Exercise objective — Locate each line of the material that contains "input", then return it.

Data excerpts —
BEGIN

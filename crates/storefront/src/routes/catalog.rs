//! Catalog route handlers.
//!
//! Browsing is public; creating products needs an admin session.

use axum::{
    Json,
    extract::{
        Path, Query, State,
        rejection::{JsonRejection, PathRejection, QueryRejection},
    },
    http::StatusCode,
};
use tracing::instrument;

use crate::error::Result;
use crate::middleware::RequireAuth;
use crate::models::{Category, NewProduct, Product, ProductPage, ProductQuery};
use crate::services::CatalogService;
use crate::state::AppState;

/// List all categories.
#[instrument(skip(state))]
pub async fn categories(State(state): State<AppState>) -> Result<Json<Vec<Category>>> {
    let categories = CatalogService::new(state.store()).list_categories().await?;
    Ok(Json(categories))
}

/// List products with paging and filters.
#[instrument(skip(state, query))]
pub async fn products(
    State(state): State<AppState>,
    query: std::result::Result<Query<ProductQuery>, QueryRejection>,
) -> Result<Json<ProductPage>> {
    let Query(query) = query?;
    let page = CatalogService::new(state.store())
        .list_products(query)
        .await?;
    Ok(Json(page))
}

/// Show a product by category slug and product slug.
#[instrument(skip(state, slugs))]
pub async fn product(
    State(state): State<AppState>,
    slugs: std::result::Result<Path<(String, String)>, PathRejection>,
) -> Result<Json<Product>> {
    let Path((category, product)) = slugs?;
    let product = CatalogService::new(state.store())
        .get_product(&category, &product)
        .await?;
    Ok(Json(product))
}

/// Create a product (admin only).
#[instrument(skip(state, user, payload), fields(user_id = %user.id))]
pub async fn create_product(
    State(state): State<AppState>,
    RequireAuth(user): RequireAuth,
    payload: std::result::Result<Json<NewProduct>, JsonRejection>,
) -> Result<(StatusCode, Json<Product>)> {
    let Json(input) = payload?;
    let product = CatalogService::new(state.store())
        .create_product(&user, input)
        .await?;
    Ok((StatusCode::CREATED, Json(product)))
}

END

Exercise response —
    let Json(input) = payload?;
        .create_product(&user, input)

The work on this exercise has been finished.